The St. Mary's Abbey Figurine is a medieval gilt-copper alloy, Limoges enamel figurine found in St. Mary's Abbey, York in 1826. It was acquired by the Yorkshire Museum in 2019.

==History==
The figurine was discovered in the ruins of St. Mary's Abbey in 1826. This information is recorded on an antiquarian label stuck to the back of the figure. It was lost until the 1920s, when it was recorded in the private collection of Franz Monheim of Aachen (1891–1969) and then passed down to his family. The figurine was publicly auctioned by Monheim's family, through the Van Ham auction house in Cologne, on 15 May 2019.
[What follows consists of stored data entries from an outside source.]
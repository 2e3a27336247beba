use std::cell::{Cell, RefCell};

use futures::stream::{FuturesUnordered, StreamExt};
use tokio::sync::mpsc;
use tracing::{debug, info, warn};

use crate::{
    board::{BoardAdapter, HostBoard},
    client::AdvisoryService,
    error::AdvisorError,
    orientation::normalize,
    render::{Notice, OverlaySurface, render},
    types::{AdvisoryResult, AppliedSettings, BoardSnapshot, EngineSettings},
};

/// Everything that can happen to the advisor: board mutations from the
/// observer and the user's actions.
#[derive(Debug, Clone, Copy, PartialEq, Eq)]
pub enum Command {
    Mutation,
    Toggle,
    Trigger,
    Configure(EngineSettings),
}

#[derive(Debug, Clone, Copy, PartialEq, Eq)]
pub enum SkipReason {
    Inactive,
    BoardUnavailable,
    NotLocalTurn,
    Duplicate,
}

/// What a mutation or a manual trigger ended up doing.
#[derive(Debug, Clone, Copy, PartialEq, Eq)]
pub enum Outcome {
    /// Arrows and evaluations were drawn.
    Rendered { moves: usize },
    /// No query was issued.
    Skipped(SkipReason),
    /// A newer query was issued, or the loop was switched off, while this
    /// one was in flight. Nothing was drawn.
    Stale,
    /// The engine had no moves (manual trigger). Nothing was drawn.
    Empty,
    /// The engine had no moves and the loop switched itself off.
    Deactivated,
    /// The service call failed; logged, not shown.
    Failed,
}

/// Owns the host subscription while the loop is active.
struct ObserverHandle<S> {
    _subscription: S,
    epoch: u64,
}

#[derive(Debug, Clone, Copy)]
struct Ticket {
    seq: u64,
    // activation the query belongs to; `None` for manual triggers
    epoch: Option<u64>,
}

/// The change-detection loop.
///
/// Starts inactive. While active, every board mutation may turn into an
/// advisory query; results are normalized for the local player's side and
/// drawn. Every query takes a ticket so that only the freshest response
/// is ever drawn.
///
/// All state lives in cells: the advisor runs on a single thread and never
/// holds a borrow across the service call.
pub struct Advisor<B: HostBoard, S, O> {
    board: BoardAdapter<B>,
    service: S,
    overlay: O,
    observer: RefCell<Option<ObserverHandle<B::Subscription>>>,
    last_queried: RefCell<Option<String>>,
    activations: Cell<u64>,
    issued: Cell<u64>,
}

impl<B, S, O> Advisor<B, S, O>
where
    B: HostBoard,
    S: AdvisoryService,
    O: OverlaySurface,
{
    pub fn new(host: B, service: S, overlay: O) -> Self {
        Self {
            board: BoardAdapter::new(host),
            service,
            overlay,
            observer: RefCell::new(None),
            last_queried: RefCell::new(None),
            activations: Cell::new(0),
            issued: Cell::new(0),
        }
    }

    pub fn board(&self) -> &BoardAdapter<B> {
        &self.board
    }

    pub fn service(&self) -> &S {
        &self.service
    }

    pub fn overlay(&self) -> &O {
        &self.overlay
    }

    pub fn is_active(&self) -> bool {
        self.observer.borrow().is_some()
    }

    /// Position of the last loop query, if any since activation.
    pub fn last_queried(&self) -> Option<String> {
        self.last_queried.borrow().clone()
    }

    /// Start observing the board. Returns whether the loop is active
    /// afterwards; it stays inactive when the board is not mounted.
    pub fn activate(&self) -> bool {
        if self.is_active() {
            return true;
        }
        let Some(subscription) = self.board.observe() else {
            debug!("Board not mounted, staying inactive");
            return false;
        };

        let epoch = self.activations.get() + 1;
        self.activations.set(epoch);
        *self.observer.borrow_mut() = Some(ObserverHandle {
            _subscription: subscription,
            epoch,
        });
        *self.last_queried.borrow_mut() = None;

        self.overlay.set_active_indicator(true);
        info!(epoch, "Advisory loop activated");
        true
    }

    /// Stop observing the board. Responses still in flight for this
    /// activation will be discarded.
    pub fn deactivate(&self) {
        let handle = self.observer.borrow_mut().take();
        if let Some(handle) = handle {
            info!(epoch = handle.epoch, "Advisory loop deactivated");
            drop(handle);
            self.overlay.set_active_indicator(false);
        }
    }

    pub fn toggle(&self) -> bool {
        if self.is_active() {
            self.deactivate();
            false
        } else {
            self.activate()
        }
    }

    fn active_epoch(&self) -> Option<u64> {
        self.observer.borrow().as_ref().map(|handle| handle.epoch)
    }

    fn issue(&self, epoch: Option<u64>) -> Ticket {
        let seq = self.issued.get() + 1;
        self.issued.set(seq);
        Ticket { seq, epoch }
    }

    fn is_current(&self, ticket: Ticket) -> bool {
        if ticket.seq != self.issued.get() {
            return false;
        }
        match ticket.epoch {
            Some(epoch) => self.active_epoch() == Some(epoch),
            None => true,
        }
    }

    /// React to one observed board mutation.
    pub async fn on_mutation(&self) -> Outcome {
        let Some(epoch) = self.active_epoch() else {
            return Outcome::Skipped(SkipReason::Inactive);
        };
        let Some(snapshot) = self.board.read_snapshot() else {
            return Outcome::Skipped(SkipReason::BoardUnavailable);
        };
        if !snapshot.is_local_turn() {
            return Outcome::Skipped(SkipReason::NotLocalTurn);
        }
        if self.last_queried.borrow().as_deref() == Some(snapshot.position.as_str()) {
            return Outcome::Skipped(SkipReason::Duplicate);
        }

        *self.last_queried.borrow_mut() = Some(snapshot.position.clone());
        let ticket = self.issue(Some(epoch));

        let result = match self.query(&snapshot, ticket).await {
            Ok(result) => result,
            Err(e) => {
                warn!(error = %e, position = %snapshot.position, "Advisory query failed");
                // let the next mutation at this position try again
                let mut last = self.last_queried.borrow_mut();
                if last.as_deref() == Some(snapshot.position.as_str()) {
                    *last = None;
                }
                return Outcome::Failed;
            }
        };

        // "no moves" ends the activation even if a newer query superseded
        // this one; only drawing needs the freshest ticket
        if result.is_empty() && self.active_epoch() == ticket.epoch {
            info!(position = %snapshot.position, "No moves to suggest");
            self.deactivate();
            return Outcome::Deactivated;
        }
        if !self.is_current(ticket) {
            debug!(seq = ticket.seq, "Discarding stale advisory");
            return Outcome::Stale;
        }

        self.draw(result, &snapshot)
    }

    /// One-shot advisory for the current position, whatever the loop is
    /// doing. Leaves the loop state alone.
    pub async fn trigger(&self) -> Result<Outcome, AdvisorError> {
        let Some(snapshot) = self.board.read_snapshot() else {
            debug!("Manual trigger with no board");
            return Ok(Outcome::Skipped(SkipReason::BoardUnavailable));
        };
        let ticket = self.issue(None);

        let result = match self.query(&snapshot, ticket).await {
            Ok(result) => result,
            Err(e) => {
                warn!(error = %e, "Manual advisory failed");
                self.overlay.notify(Notice::error(format!("Advisory failed: {e}")));
                return Err(e);
            }
        };

        if !self.is_current(ticket) {
            debug!(seq = ticket.seq, "Discarding stale advisory");
            return Ok(Outcome::Stale);
        }
        if result.is_empty() {
            self.overlay.notify(Notice::info("No moves for this position"));
            return Ok(Outcome::Empty);
        }

        Ok(self.draw(result, &snapshot))
    }

    /// Query the service. A malformed response counts as "no moves".
    async fn query(
        &self,
        snapshot: &BoardSnapshot,
        ticket: Ticket,
    ) -> Result<AdvisoryResult, AdvisorError> {
        debug!(seq = ticket.seq, position = %snapshot.position, "Querying advisory service");
        match self.service.query(&snapshot.position).await {
            Err(AdvisorError::MalformedResponse(e)) => {
                warn!(error = %e, "Malformed advisory response, treating as empty");
                Ok(AdvisoryResult::default())
            }
            other => other,
        }
    }

    fn draw(&self, result: AdvisoryResult, snapshot: &BoardSnapshot) -> Outcome {
        let result = normalize(result, snapshot.local_side);
        render(&self.board, &self.overlay, &result);
        Outcome::Rendered {
            moves: result.len(),
        }
    }

    /// Push engine settings and tell the user how it went.
    pub async fn configure(
        &self,
        settings: EngineSettings,
    ) -> Result<AppliedSettings, AdvisorError> {
        match self.service.configure(settings).await {
            Ok(applied) => {
                info!(depth = ?applied.depth, lines = ?applied.lines, "Engine settings applied");
                self.overlay.notify(Notice::info(format!(
                    "Depth: {}, lines: {}",
                    describe(applied.depth),
                    describe(applied.lines)
                )));
                Ok(applied)
            }
            Err(e) => {
                warn!(error = %e, "Engine configuration failed");
                self.overlay
                    .notify(Notice::error(format!("Configuration failed: {e}")));
                Err(e)
            }
        }
    }

    /// Same as [`configure`](Self::configure), from raw input text.
    pub async fn configure_from_input(
        &self,
        depth: &str,
        lines: &str,
    ) -> Result<AppliedSettings, AdvisorError> {
        match EngineSettings::parse(depth, lines) {
            Ok(settings) => self.configure(settings).await,
            Err(e) => {
                self.overlay.notify(Notice::error(e.to_string()));
                Err(e)
            }
        }
    }

    pub async fn handle(&self, command: Command) {
        match command {
            Command::Mutation => {
                let outcome = self.on_mutation().await;
                debug!(?outcome, "Mutation handled");
            }
            Command::Toggle => {
                self.toggle();
            }
            Command::Trigger => {
                if let Err(e) = self.trigger().await {
                    debug!(error = %e, "Manual trigger failed");
                }
            }
            Command::Configure(settings) => {
                if let Err(e) = self.configure(settings).await {
                    debug!(error = %e, "Configure failed");
                }
            }
        }
    }

    /// Process commands until the channel closes. Commands are handled
    /// concurrently, so a slow query never holds up the next event.
    pub async fn run(&self, mut commands: mpsc::UnboundedReceiver<Command>) {
        let mut in_flight = FuturesUnordered::new();

        loop {
            tokio::select! {
                // finish ready work before taking new commands
                biased;
                Some(()) = in_flight.next(), if !in_flight.is_empty() => {}
                command = commands.recv() => match command {
                    Some(command) => in_flight.push(self.handle(command)),
                    None => break,
                },
            }
        }

        while in_flight.next().await.is_some() {}
    }
}

fn describe(value: Option<u32>) -> String {
    value.map_or_else(|| "default".to_string(), |v| v.to_string())
}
It was purchased for €8500. This purchase price was raised by York Museums Trust through grants from Arts Council England and the V&A Purchase Grant Fund.

==Description==
The figurine measures 16 cm in height. It depicts the Crucifixion of Jesus in gilded copper-alloy. It has the remains of enamel champlevé decoration and includes stone settings on the crown, eyes and loincloth. Both hands and feet are missing. The back is hollow and included an adhesive label, which reads “Found in the ruins of St. Mary’s Abbey at York: in 1826”. It is an example of Limoges enamelwork and was made in France in the 13th Century.

==Public display==
The figurine first went on public display on 21 September 2019 in the Medieval gallery of the Yorkshire Museum.